Exercise: Using "Clone" as the search string, find the matching lines below and copy them.

Start of Dataset entries

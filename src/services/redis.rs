//! Redis service for sessions and e-mail verification codes

use rand::RngCore;
use redis::{AsyncCommands, Client};

use crate::{
    error::{AppError, AppResult},
    models::session::SessionData,
};

fn session_key(session_id: &str) -> String {
    format!("session:{}", session_id)
}

fn registry_key(email: &str) -> String {
    format!("session:registry:{}", email.trim().to_lowercase())
}

fn verification_key(email: &str) -> String {
    format!("verify:email:{}", email.trim().to_lowercase())
}

/// Random opaque session identifier (256 bits, hex encoded)
pub fn generate_session_id() -> String {
    let mut bytes = [0u8; 32];
    rand::thread_rng().fill_bytes(&mut bytes);
    hex::encode(bytes)
}

#[derive(Clone)]
pub struct RedisService {
    client: Client,
}

impl RedisService {
    /// Create a new Redis service; connections are opened per operation
    pub fn new(url: &str) -> AppResult<Self> {
        let client = Client::open(url)
            .map_err(|e| AppError::Internal(format!("Failed to create Redis client: {}", e)))?;
        Ok(Self { client })
    }

    async fn connection(&self) -> AppResult<redis::aio::MultiplexedConnection> {
        self.client
            .get_multiplexed_async_connection()
            .await
            .map_err(|e| AppError::Internal(format!("Failed to get Redis connection: {}", e)))
    }

    /// Round-trip check used at startup and by the readiness check
    pub async fn ping(&self) -> AppResult<()> {
        let mut conn = self.connection().await?;
        redis::cmd("PING")
            .query_async::<_, String>(&mut conn)
            .await
            .map_err(|e| AppError::Internal(format!("Redis connection test failed: {}", e)))?;
        Ok(())
    }

    /// Store a new session and return its id.
    ///
    /// Only one session per account is kept: the previous one is revoked.
    pub async fn create_session(&self, data: &SessionData, ttl_seconds: u64) -> AppResult<String> {
        let mut conn = self.connection().await?;
        let session_id = generate_session_id();
        let payload = serde_json::to_string(data)
            .map_err(|e| AppError::Internal(format!("Failed to serialize session: {}", e)))?;

        let previous: Option<String> = conn.get(registry_key(&data.email)).await?;
        if let Some(previous) = previous {
            conn.del::<_, ()>(session_key(&previous)).await?;
        }

        conn.set_ex::<_, _, ()>(session_key(&session_id), payload, ttl_seconds)
            .await?;
        conn.set_ex::<_, _, ()>(registry_key(&data.email), &session_id, ttl_seconds)
            .await?;

        Ok(session_id)
    }

    /// Load a live session
    pub async fn get_session(&self, session_id: &str) -> AppResult<Option<SessionData>> {
        let mut conn = self.connection().await?;
        let payload: Option<String> = conn.get(session_key(session_id)).await?;

        match payload {
            Some(payload) => match serde_json::from_str(&payload) {
                Ok(data) => Ok(Some(data)),
                Err(e) => {
                    tracing::warn!("Discarding unreadable session payload: {}", e);
                    conn.del::<_, ()>(session_key(session_id)).await?;
                    Ok(None)
                }
            },
            None => Ok(None),
        }
    }

    /// Whether `session_id` is the one the registry holds for `email`
    pub async fn is_current_session(&self, email: &str, session_id: &str) -> AppResult<bool> {
        let mut conn = self.connection().await?;
        let current: Option<String> = conn.get(registry_key(email)).await?;
        Ok(current.as_deref() == Some(session_id))
    }

    /// Remove a session (logout)
    pub async fn delete_session(&self, session_id: &str) -> AppResult<()> {
        let mut conn = self.connection().await?;
        if let Some(data) = self.get_session(session_id).await? {
            let current: Option<String> = conn.get(registry_key(&data.email)).await?;
            if current.as_deref() == Some(session_id) {
                conn.del::<_, ()>(registry_key(&data.email)).await?;
            }
        }
        conn.del::<_, ()>(session_key(session_id)).await?;
        Ok(())
    }

    /// Revoke whatever session the account currently has
    pub async fn purge_sessions_for(&self, email: &str) -> AppResult<()> {
        let mut conn = self.connection().await?;
        let current: Option<String> = conn.get(registry_key(email)).await?;
        if let Some(session_id) = current {
            conn.del::<_, ()>(session_key(&session_id)).await?;
        }
        conn.del::<_, ()>(registry_key(email)).await?;
        Ok(())
    }

    /// Store a verification code, replacing any previous one
    pub async fn store_verification_code(
        &self,
        email: &str,
        code: &str,
        expiration_seconds: u64,
    ) -> AppResult<()> {
        let mut conn = self.connection().await?;
        conn.set_ex::<_, _, ()>(verification_key(email), code, expiration_seconds)
            .await
            .map_err(|e| {
                AppError::Internal(format!("Failed to store verification code in Redis: {}", e))
            })?;
        Ok(())
    }

    /// Verify and consume a verification code
    pub async fn verify_code(&self, email: &str, code: &str) -> AppResult<bool> {
        let mut conn = self.connection().await?;
        let key = verification_key(email);

        let stored: Option<String> = conn.get(&key).await?;
        match stored {
            Some(stored) if stored == code.trim() => {
                conn.del::<_, ()>(&key).await?;
                Ok(true)
            }
            _ => Ok(false),
        }
    }
}

#[cfg(test)]
mod tests {
    use super::*;

    #[test]
    fn test_session_ids_are_random_hex() {
        let a = generate_session_id();
        let b = generate_session_id();
        assert_eq!(a.len(), 64);
        assert!(a.chars().all(|c| c.is_ascii_hexdigit()));
        assert_ne!(a, b);
    }

    #[test]
    fn test_keys_ignore_email_case() {
        assert_eq!(registry_key("Ada@Uni.edu "), "session:registry:ada@uni.edu");
        assert_eq!(verification_key("ADA@uni.edu"), "verify:email:ada@uni.edu");
    }

    #[test]
    fn test_client_creation_does_not_connect() {
        assert!(RedisService::new("redis://127.0.0.1:1").is_ok());
        assert!(RedisService::new("not a url").is_err());
    }
}
//! Borrow requests repository for database operations

use chrono::{NaiveDate, Utc};
use sqlx::{Pool, Postgres, Transaction};
use uuid::Uuid;

use crate::{
    error::{AppError, AppResult},
    models::{
        book::Inventory,
        borrow_request::{
            due_date_from, local_day, BorrowRequest, BorrowRequestQuery, NewBorrowRequest,
        },
        enums::BorrowStatus,
        pagination::{like_pattern, PageRequest},
    },
};

const REQUEST_COLUMNS: &str = "id, book_id, book_title, book_author, book_cover, book_color, \
     student_id, student_full_name, student_email, status, request_date, \
     issue_date, due_date, return_date";

#[derive(Clone)]
pub struct BorrowRequestsRepository {
    pool: Pool<Postgres>,
}

impl BorrowRequestsRepository {
    pub fn new(pool: Pool<Postgres>) -> Self {
        Self { pool }
    }

    /// Get borrow request by ID
    pub async fn get_by_id(&self, id: Uuid) -> AppResult<BorrowRequest> {
        let query = format!("SELECT {} FROM borrow_requests WHERE id = $1", REQUEST_COLUMNS);
        sqlx::query_as::<_, BorrowRequest>(&query)
            .bind(id)
            .fetch_optional(&self.pool)
            .await?
            .ok_or_else(|| AppError::NotFound(format!("Borrow request not found with id: {}", id)))
    }

    /// Whether the student already has a pending or outstanding request for the book
    pub async fn has_active(&self, student_id: Uuid, book_id: Uuid) -> AppResult<bool> {
        let exists: bool = sqlx::query_scalar(
            r#"
            SELECT EXISTS(
                SELECT 1 FROM borrow_requests
                WHERE student_id = $1 AND book_id = $2 AND status IN ($3, $4, $5)
            )
            "#,
        )
        .bind(student_id)
        .bind(book_id)
        .bind(BorrowStatus::Pending)
        .bind(BorrowStatus::Borrowed)
        .bind(BorrowStatus::Overdue)
        .fetch_one(&self.pool)
        .await?;
        Ok(exists)
    }

    /// Create a new pending request
    pub async fn create(&self, request: &NewBorrowRequest) -> AppResult<BorrowRequest> {
        let query = format!(
            r#"
            INSERT INTO borrow_requests (id, book_id, book_title, book_author, book_cover, book_color,
                                         student_id, student_full_name, student_email, status)
            VALUES ($1, $2, $3, $4, $5, $6, $7, $8, $9, $10)
            RETURNING {}
            "#,
            REQUEST_COLUMNS
        );
        let created = sqlx::query_as::<_, BorrowRequest>(&query)
            .bind(Uuid::new_v4())
            .bind(request.book_id)
            .bind(&request.book_title)
            .bind(&request.book_author)
            .bind(&request.book_cover)
            .bind(&request.book_color)
            .bind(request.student_id)
            .bind(&request.student_full_name)
            .bind(&request.student_email)
            .bind(BorrowStatus::Pending)
            .fetch_one(&self.pool)
            .await
            .map_err(|e| {
                AppError::conflict_on_unique(
                    e,
                    format!("You already have an active request for {}", request.book_title),
                )
            })?;
        Ok(created)
    }

    /// Most recent request of a student for a book
    pub async fn latest_for(&self, student_id: Uuid, book_id: Uuid) -> AppResult<Option<BorrowRequest>> {
        let query = format!(
            r#"
            SELECT {} FROM borrow_requests
            WHERE student_id = $1 AND book_id = $2
            ORDER BY request_date DESC, id DESC
            LIMIT 1
            "#,
            REQUEST_COLUMNS
        );
        let request = sqlx::query_as::<_, BorrowRequest>(&query)
            .bind(student_id)
            .bind(book_id)
            .fetch_optional(&self.pool)
            .await?;
        Ok(request)
    }

    /// Requests of one student, most recent first
    pub async fn list_for_student(&self, student_id: Uuid) -> AppResult<Vec<BorrowRequest>> {
        let query = format!(
            "SELECT {} FROM borrow_requests WHERE student_id = $1 ORDER BY request_date DESC, id DESC",
            REQUEST_COLUMNS
        );
        let requests = sqlx::query_as::<_, BorrowRequest>(&query)
            .bind(student_id)
            .fetch_all(&self.pool)
            .await?;
        Ok(requests)
    }

    /// Every request, most recent first
    pub async fn list_all(&self) -> AppResult<Vec<BorrowRequest>> {
        let query = format!(
            "SELECT {} FROM borrow_requests ORDER BY request_date DESC, id DESC",
            REQUEST_COLUMNS
        );
        let requests = sqlx::query_as::<_, BorrowRequest>(&query)
            .fetch_all(&self.pool)
            .await?;
        Ok(requests)
    }

    /// Search requests with pagination
    pub async fn search(
        &self,
        query: &BorrowRequestQuery,
        page: PageRequest,
    ) -> AppResult<(Vec<BorrowRequest>, i64)> {
        let mut conditions = Vec::new();
        let mut params: Vec<String> = Vec::new();

        if let Some(q) = query.q.as_deref().filter(|q| !q.trim().is_empty()) {
            params.push(like_pattern(q));
            let idx = params.len();
            conditions.push(format!(
                "(LOWER(book_title) LIKE ${idx} OR LOWER(student_full_name) LIKE ${idx} \
                 OR LOWER(student_email) LIKE ${idx})"
            ));
        }

        if let Some(status) = query.status {
            params.push(status.as_str().to_string());
            conditions.push(format!("status = ${}", params.len()));
        }

        let where_clause = if conditions.is_empty() {
            String::new()
        } else {
            format!("WHERE {}", conditions.join(" AND "))
        };

        let count_query = format!("SELECT COUNT(*) FROM borrow_requests {}", where_clause);
        let mut count_builder = sqlx::query_scalar::<_, i64>(&count_query);
        for param in &params {
            count_builder = count_builder.bind(param);
        }
        let total = count_builder.fetch_one(&self.pool).await?;

        let order = query.order.unwrap_or_default().as_sql();
        let select_query = format!(
            r#"
            SELECT {} FROM borrow_requests
            {}
            ORDER BY request_date {}, id {}
            LIMIT {} OFFSET {}
            "#,
            REQUEST_COLUMNS,
            where_clause,
            order,
            order,
            page.limit(),
            page.offset()
        );
        let mut select_builder = sqlx::query_as::<_, BorrowRequest>(&select_query);
        for param in &params {
            select_builder = select_builder.bind(param);
        }
        let requests = select_builder.fetch_all(&self.pool).await?;

        Ok((requests, total))
    }

    async fn lock_request(
        tx: &mut Transaction<'_, Postgres>,
        id: Uuid,
    ) -> AppResult<BorrowRequest> {
        let query = format!(
            "SELECT {} FROM borrow_requests WHERE id = $1 FOR UPDATE",
            REQUEST_COLUMNS
        );
        sqlx::query_as::<_, BorrowRequest>(&query)
            .bind(id)
            .fetch_optional(&mut **tx)
            .await?
            .ok_or_else(|| AppError::NotFound(format!("Borrow request not found with id: {}", id)))
    }

    async fn lock_inventory(
        tx: &mut Transaction<'_, Postgres>,
        book_id: Uuid,
    ) -> AppResult<Option<(Inventory, String)>> {
        let row: Option<(i32, i32, String)> = sqlx::query_as(
            "SELECT total_copies, available_copies, title FROM books WHERE id = $1 FOR UPDATE",
        )
        .bind(book_id)
        .fetch_optional(&mut **tx)
        .await?;
        Ok(row.map(|(total, available, title)| (Inventory { total, available }, title)))
    }

    /// Lend a copy: Pending -> Borrowed, one copy off the shelf, student count +1
    pub async fn approve(&self, id: Uuid, loan_duration_days: i64) -> AppResult<BorrowRequest> {
        let mut tx = self.pool.begin().await?;

        let request = Self::lock_request(&mut tx, id).await?;
        let next = request.status.approve()?;

        let (inventory, title) = Self::lock_inventory(&mut tx, request.book_id)
            .await?
            .ok_or_else(|| {
                AppError::NotFound(format!("Book not found with id: {}", request.book_id))
            })?;
        let inventory = inventory.check_out().ok_or_else(|| {
            AppError::Conflict(format!(
                "{} is not available for borrowing. Check the available copies and try again later.",
                title
            ))
        })?;

        sqlx::query("UPDATE books SET available_copies = $2 WHERE id = $1")
            .bind(request.book_id)
            .bind(inventory.available)
            .execute(&mut *tx)
            .await?;

        let student = sqlx::query(
            "UPDATE students SET no_books_borrowed = no_books_borrowed + 1 WHERE id = $1",
        )
        .bind(request.student_id)
        .execute(&mut *tx)
        .await?;
        if student.rows_affected() == 0 {
            return Err(AppError::NotFound(format!(
                "User not found with id: {}",
                request.student_id
            )));
        }

        let issued = Utc::now();
        let query = format!(
            r#"
            UPDATE borrow_requests
            SET status = $2, issue_date = $3, due_date = $4
            WHERE id = $1
            RETURNING {}
            "#,
            REQUEST_COLUMNS
        );
        let approved = sqlx::query_as::<_, BorrowRequest>(&query)
            .bind(id)
            .bind(next)
            .bind(issued)
            .bind(due_date_from(issued, loan_duration_days))
            .fetch_one(&mut *tx)
            .await?;

        tx.commit().await?;
        Ok(approved)
    }

    /// Take a copy back: Borrowed/Overdue -> Returned/Late Return
    pub async fn return_book(&self, id: Uuid) -> AppResult<BorrowRequest> {
        let mut tx = self.pool.begin().await?;

        let request = Self::lock_request(&mut tx, id).await?;
        let returned_at = Utc::now();
        let next = request
            .status
            .on_return(request.due_day(), local_day(returned_at))?;

        // The catalog entry may have been removed since the loan started
        if let Some((inventory, _)) = Self::lock_inventory(&mut tx, request.book_id).await? {
            let inventory = inventory.check_in()?;
            sqlx::query("UPDATE books SET available_copies = $2 WHERE id = $1")
                .bind(request.book_id)
                .bind(inventory.available)
                .execute(&mut *tx)
                .await?;
        }

        sqlx::query(
            "UPDATE students SET no_books_borrowed = GREATEST(no_books_borrowed - 1, 0) WHERE id = $1",
        )
        .bind(request.student_id)
        .execute(&mut *tx)
        .await?;

        let query = format!(
            "UPDATE borrow_requests SET status = $2, return_date = $3 WHERE id = $1 RETURNING {}",
            REQUEST_COLUMNS
        );
        let returned = sqlx::query_as::<_, BorrowRequest>(&query)
            .bind(id)
            .bind(next)
            .bind(returned_at)
            .fetch_one(&mut *tx)
            .await?;

        tx.commit().await?;
        Ok(returned)
    }

    /// Delete a request that does not hold a copy
    pub async fn delete(&self, id: Uuid) -> AppResult<()> {
        let mut tx = self.pool.begin().await?;

        let request = Self::lock_request(&mut tx, id).await?;
        request.status.ensure_deletable()?;

        sqlx::query("DELETE FROM borrow_requests WHERE id = $1")
            .bind(id)
            .execute(&mut *tx)
            .await?;

        tx.commit().await?;
        Ok(())
    }

    /// Borrowed loans not yet returned and due on or before `day`
    pub async fn open_loans_due_by(&self, day: NaiveDate) -> AppResult<Vec<BorrowRequest>> {
        // One day of slack covers time zone offsets; the caller compares local days
        let cutoff = day.succ_opt().unwrap_or(day);
        let query = format!(
            r#"
            SELECT {} FROM borrow_requests
            WHERE status = $1 AND return_date IS NULL AND due_date IS NOT NULL
              AND due_date::date <= $2
            ORDER BY due_date ASC
            "#,
            REQUEST_COLUMNS
        );
        let requests = sqlx::query_as::<_, BorrowRequest>(&query)
            .bind(BorrowStatus::Borrowed)
            .bind(cutoff)
            .fetch_all(&self.pool)
            .await?;
        Ok(requests)
    }

    /// Flag a Borrowed loan as Overdue; false if it changed meanwhile
    pub async fn mark_overdue(&self, id: Uuid) -> AppResult<bool> {
        let result = sqlx::query(
            "UPDATE borrow_requests SET status = $2 WHERE id = $1 AND status = $3 AND return_date IS NULL",
        )
        .bind(id)
        .bind(BorrowStatus::Overdue)
        .bind(BorrowStatus::Borrowed)
        .execute(&self.pool)
        .await?;
        Ok(result.rows_affected() > 0)
    }
}
//! Session payload and token claims

use chrono::Utc;
use serde::{Deserialize, Serialize};
use utoipa::ToSchema;
use uuid::Uuid;
use validator::Validate;

use crate::error::AppError;

use super::enums::Role;

/// Data kept in Redis for a logged-in account
#[derive(Debug, Clone, PartialEq, Serialize, Deserialize)]
pub struct SessionData {
    pub user_id: Uuid,
    pub email: String,
    pub role: Role,
    pub full_name: String,
    /// Token issued at login, re-validated by the token check endpoint
    pub jwt: String,
}

impl SessionData {
    pub fn require_admin(&self) -> Result<(), AppError> {
        match self.role {
            Role::Admin => Ok(()),
            Role::Student => Err(AppError::Authorization(
                "Administrator privileges required".to_string(),
            )),
        }
    }

    pub fn require_student(&self) -> Result<(), AppError> {
        match self.role {
            Role::Student => Ok(()),
            Role::Admin => Err(AppError::Authorization(
                "Only students can perform this action".to_string(),
            )),
        }
    }
}

/// Login request, shared by students and admins
#[derive(Debug, Deserialize, Validate, ToSchema)]
pub struct LoginRequest {
    #[validate(email(message = "Invalid email format"))]
    pub email: String,
    #[validate(length(min = 1, message = "Password is required"))]
    pub password: String,
}

/// JWT claims; the subject is the account e-mail
#[derive(Debug, Clone, Serialize, Deserialize)]
pub struct TokenClaims {
    pub sub: String,
    pub role: Role,
    pub exp: i64,
    pub iat: i64,
}

impl TokenClaims {
    pub fn new(email: &str, role: Role, lifetime_hours: u64) -> Self {
        let now = Utc::now().timestamp();
        Self {
            sub: email.to_string(),
            role,
            iat: now,
            exp: now + lifetime_hours as i64 * 3600,
        }
    }

    pub fn create_token(&self, secret: &str) -> Result<String, jsonwebtoken::errors::Error> {
        use jsonwebtoken::{encode, EncodingKey, Header};
        encode(
            &Header::default(),
            self,
            &EncodingKey::from_secret(secret.as_bytes()),
        )
    }

    pub fn from_token(token: &str, secret: &str) -> Result<Self, jsonwebtoken::errors::Error> {
        use jsonwebtoken::{decode, DecodingKey, Validation};
        let token_data = decode::<Self>(
            token,
            &DecodingKey::from_secret(secret.as_bytes()),
            &Validation::default(),
        )?;
        Ok(token_data.claims)
    }
}

#[cfg(test)]
mod tests {
    use super::*;

    const SECRET: &str = "test-secret-key-must-be-at-least-32-chars-long!";

    #[test]
    fn test_token_round_trip() {
        let claims = TokenClaims::new("ada@uni.edu", Role::Student, 24);
        let token = claims.create_token(SECRET).unwrap();
        let decoded = TokenClaims::from_token(&token, SECRET).unwrap();

        assert_eq!(decoded.sub, "ada@uni.edu");
        assert_eq!(decoded.role, Role::Student);
        assert_eq!(decoded.exp - decoded.iat, 24 * 3600);
    }

    #[test]
    fn test_token_rejected_with_wrong_secret() {
        let token = TokenClaims::new("ada@uni.edu", Role::Admin, 1)
            .create_token(SECRET)
            .unwrap();
        assert!(TokenClaims::from_token(&token, "another-secret").is_err());
    }

    #[test]
    fn test_expired_token_rejected() {
        let mut claims = TokenClaims::new("ada@uni.edu", Role::Admin, 1);
        claims.iat -= 10 * 3600;
        claims.exp = claims.iat + 3600;
        let token = claims.create_token(SECRET).unwrap();
        assert!(TokenClaims::from_token(&token, SECRET).is_err());
    }

    #[test]
    fn test_role_guards() {
        let session = SessionData {
            user_id: Uuid::new_v4(),
            email: "ada@uni.edu".into(),
            role: Role::Student,
            full_name: "Ada".into(),
            jwt: String::new(),
        };
        assert!(session.require_student().is_ok());
        assert!(matches!(session.require_admin(), Err(AppError::Authorization(_))));
    }
}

End of Dataset entries

Solution to this task:
#[derive(Clone)]
#[derive(Clone)]
#[derive(Debug, Clone, PartialEq, Serialize, Deserialize)]
#[derive(Debug, Clone, Serialize, Deserialize)]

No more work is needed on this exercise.